To top it off, the firewood cutter that came and went during the whole process reported us to the game wardens as having "shot a buffalo that they thought was a moose. Now they're cutting it up." Met the wardens on the highway with a broke-down pickup. Turns out I knew one of them for many years and he knew that I had been given a tag by the Chief. We were on our way pretty quickly.

But so much good eating.
 
deer hunt
For years I thought I'd never have a drag harder than the one i did at Fogducker's place, but then on day...

I was hunting a high ridge, it had turned really cold overnight, rained the previous day, and was tired of walking, so I picked a spot near the edge to set a spell.

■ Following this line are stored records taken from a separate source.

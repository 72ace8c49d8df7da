pub type WorkerId = usize;

/// Load record of a single worker as tracked by the balancer.
#[derive(Debug, Clone, PartialEq, Eq)]
pub struct WorkerLoad {
    pub id: WorkerId,
    pub pending: usize,
    /// Index in the heap order, `None` while the worker is being repositioned.
    pub position: Option<usize>,
}

impl WorkerLoad {
    pub fn new(id: WorkerId) -> Self {
        Self {
            id,
            pending: 0,
            position: None,
        }
    }
}

/// Sent by a worker after it delivered the result of one task.
#[derive(Debug, Clone, Copy, PartialEq, Eq)]
pub struct Completion {
    pub worker: WorkerId,
}

/// Read-only view of the pool, published after every transition.
#[derive(Debug, Clone, Default, PartialEq, Eq)]
pub struct PoolSnapshot {
    /// Indexed by worker id.
    pub loads: Vec<WorkerLoad>,
    /// Heap backing order, root first.
    pub heap_order: Vec<WorkerId>,
    pub dispatched: u64,
    pub completed: u64,
}

impl PoolSnapshot {
    pub fn pool_size(&self) -> usize {
        self.loads.len()
    }

    pub fn total_pending(&self) -> usize {
        self.loads.iter().map(|w| w.pending).sum()
    }

    pub fn in_flight(&self) -> u64 {
        self.dispatched - self.completed
    }

    pub fn pending_of(&self, id: WorkerId) -> Option<usize> {
        self.loads.get(id).map(|w| w.pending)
    }

    /// Pending counts in heap order, the shape the console reporter prints.
    pub fn pending_in_heap_order(&self) -> Vec<usize> {
        self.heap_order
            .iter()
            .filter_map(|&id| self.pending_of(id))
            .collect()
    }

    pub fn least_loaded(&self) -> Option<WorkerId> {
        self.heap_order.first().copied()
    }

    pub fn mean(&self) -> f64 {
        if self.loads.is_empty() {
            return 0.0;
        }
        self.total_pending() as f64 / self.loads.len() as f64
    }

    pub fn variance(&self) -> f64 {
        if self.loads.is_empty() {
            return 0.0;
        }
        let n = self.loads.len() as f64;
        let sum_sq: f64 = self
            .loads
            .iter()
            .map(|w| (w.pending * w.pending) as f64)
            .sum();
        let mean = self.mean();
        sum_sq / n - mean * mean
    }

    /// True when the heap order is a min-heap by `(pending, id)` and every
    /// recorded position points back at its worker.
    pub fn is_valid_heap(&self) -> bool {
        let key = |id: WorkerId| self.loads.get(id).map(|w| (w.pending, w.id));
        for (i, &id) in self.heap_order.iter().enumerate() {
            match self.loads.get(id) {
                Some(w) if w.position == Some(i) => {}
                _ => return false,
            }
            if i > 0 && key(self.heap_order[(i - 1) / 2]) > key(id) {
                return false;
            }
        }
        self.heap_order.len() == self.loads.len()
    }

    /// One line in the format of the console reporter: loads, mean, variance.
    pub fn report_line(&self) -> String {
        let mut line = String::new();
        for pending in self.pending_in_heap_order() {
            line.push_str(&pending.to_string());
            line.push(' ');
        }
        line.push_str(&format!(" {:.2} {:.2}", self.mean(), self.variance()));
        line
    }
}
//! Synthetic producers for exercising a pool.
//!
//! Each producer sleeps for a random interval, submits a random payload, waits
//! for the answer and repeats, until its request budget is used up or it is
//! told to stop.

use super::{
    dispatcher::Pool,
    errors::TaskError,
};
use std::ops::Range;
use futures::future::join_all;
use rand::{rngs::StdRng, Rng, SeedableRng};
use tokio::{task::JoinHandle, time::Duration};
use tokio_util::sync::CancellationToken;
use tracing::{debug, warn};

/// The per-task computation the demo pool runs.
pub fn sine(x: i64) -> f64 {
    (x as f64).sin()
}

#[derive(Debug, Clone)]
pub struct Workload {
    pub producers: usize,
    /// `None` keeps producing until stopped.
    pub requests_per_producer: Option<usize>,
    /// Upper bound of the random pause before each request.
    pub max_interval: Duration,
    pub payload_range: Range<i64>,
    /// Producer `i` seeds its generator with `seed + i` when set.
    pub seed: Option<u64>,
}

impl Default for Workload {
    fn default() -> Self {
        Self {
            producers: 100,
            requests_per_producer: None,
            max_interval: Duration::from_millis(1),
            payload_range: 0..90,
            seed: None,
        }
    }
}

impl Workload {
    pub fn new(producers: usize) -> Self {
        Self {
            producers,
            ..Default::default()
        }
    }

    pub fn with_requests_per_producer(mut self, requests: usize) -> Self {
        self.requests_per_producer = Some(requests);
        self
    }

    pub fn with_max_interval(mut self, interval: Duration) -> Self {
        self.max_interval = interval;
        self
    }

    pub fn with_payload_range(mut self, range: Range<i64>) -> Self {
        self.payload_range = range;
        self
    }

    pub fn with_seed(mut self, seed: u64) -> Self {
        self.seed = Some(seed);
        self
    }

    /// Starts all producers against `pool`.
    pub fn spawn<R>(&self, pool: &Pool<i64, R>) -> WorkloadHandle
    where
        R: Send + 'static,
    {
        let stop = CancellationToken::new();
        let handles = (0..self.producers)
            .map(|i| {
                let rng = match self.seed {
                    Some(seed) => StdRng::seed_from_u64(seed.wrapping_add(i as u64)),
                    None => StdRng::from_entropy(),
                };
                let producer = Producer {
                    id: i,
                    pool: pool.clone(),
                    rng,
                    workload: self.clone(),
                    stop: stop.clone(),
                };
                tokio::spawn(producer.run())
            })
            .collect();
        WorkloadHandle { handles, stop }
    }
}

#[derive(Debug, Clone, Copy, Default, PartialEq, Eq)]
pub struct ProducerReport {
    pub sent: usize,
    pub succeeded: usize,
    pub failed: usize,
}

impl ProducerReport {
    fn merge(mut self, other: ProducerReport) -> Self {
        self.sent += other.sent;
        self.succeeded += other.succeeded;
        self.failed += other.failed;
        self
    }
}

pub struct WorkloadHandle {
    handles: Vec<JoinHandle<ProducerReport>>,
    stop: CancellationToken,
}

impl WorkloadHandle {
    /// Asks producers to stop after their current request.
    pub fn stop(&self) {
        self.stop.cancel();
    }

    /// Waits for every producer and sums up what they did.
    pub async fn join(self) -> ProducerReport {
        join_all(self.handles)
            .await
            .into_iter()
            .filter_map(|joined| joined.ok())
            .fold(ProducerReport::default(), ProducerReport::merge)
    }
}

struct Producer<R> {
    id: usize,
    pool: Pool<i64, R>,
    rng: StdRng,
    workload: Workload,
    stop: CancellationToken,
}

impl<R: Send + 'static> Producer<R> {
    async fn run(mut self) -> ProducerReport {
        let mut report = ProducerReport::default();
        loop {
            if let Some(limit) = self.workload.requests_per_producer {
                if report.sent >= limit {
                    break;
                }
            }

            let pause = self.pause();
            tokio::select! {
                _ = tokio::time::sleep(pause) => {}
                _ = self.stop.cancelled() => break,
            }

            let payload = self.payload();
            let handle = match self.pool.submit(payload) {
                Ok(handle) => handle,
                Err(err) => {
                    debug!(producer = self.id, error = %err, "pool rejected request");
                    break;
                }
            };
            report.sent += 1;

            match handle.await {
                Ok(_) => report.succeeded += 1,
                Err(TaskError::Dropped) => {
                    report.failed += 1;
                    break;
                }
                Err(err) => {
                    warn!(producer = self.id, error = %err, "request failed");
                    report.failed += 1;
                }
            }
        }
        report
    }

    fn pause(&mut self) -> Duration {
        let max = self.workload.max_interval.as_nanos() as u64;
        if max == 0 {
            return Duration::ZERO;
        }
        Duration::from_nanos(self.rng.gen_range(0..max))
    }

    fn payload(&mut self) -> i64 {
        let range = self.workload.payload_range.clone();
        if range.is_empty() {
            return range.start;
        }
        self.rng.gen_range(range)
    }
}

I wasn't there long before a nice yearling doe appeared below me. Now deer were scarce that year, and the camp had none, so I was gonna take her. I lined up, and click! The bolt was frozen. I had been hunting in the rain the previous day.

Waiting what seemed forever, I chambered another round, as the doe patiently wandered a little over 100 meters off. This time I was rewarded with a boom, and saw a branch fall from a limb between me and the deer. She ran off tail down. DAMN!

So, I made my way over to the cliff edge and half slid down the now snowy slope to the beaver dam at the bottom, crossed that and went to find her track. no blood for a bit, but she seemed to be wobbling.

After 80 yards or so I see a spot, and look ahead. Just then she raised her head, a few yards off and I quickly finished her. That branch had made the perfect shot, into a gut shot.

That set me up for some fun. I could not pull her up where I came down. The only way out was to drag her around the pond, probably a kilometer, on a side hill covered with fresh beaver cut spikes, slippery as hell because of the new snow, and then up the even bigger hill at the far end to the Hydro line where I could drive in My Jeep.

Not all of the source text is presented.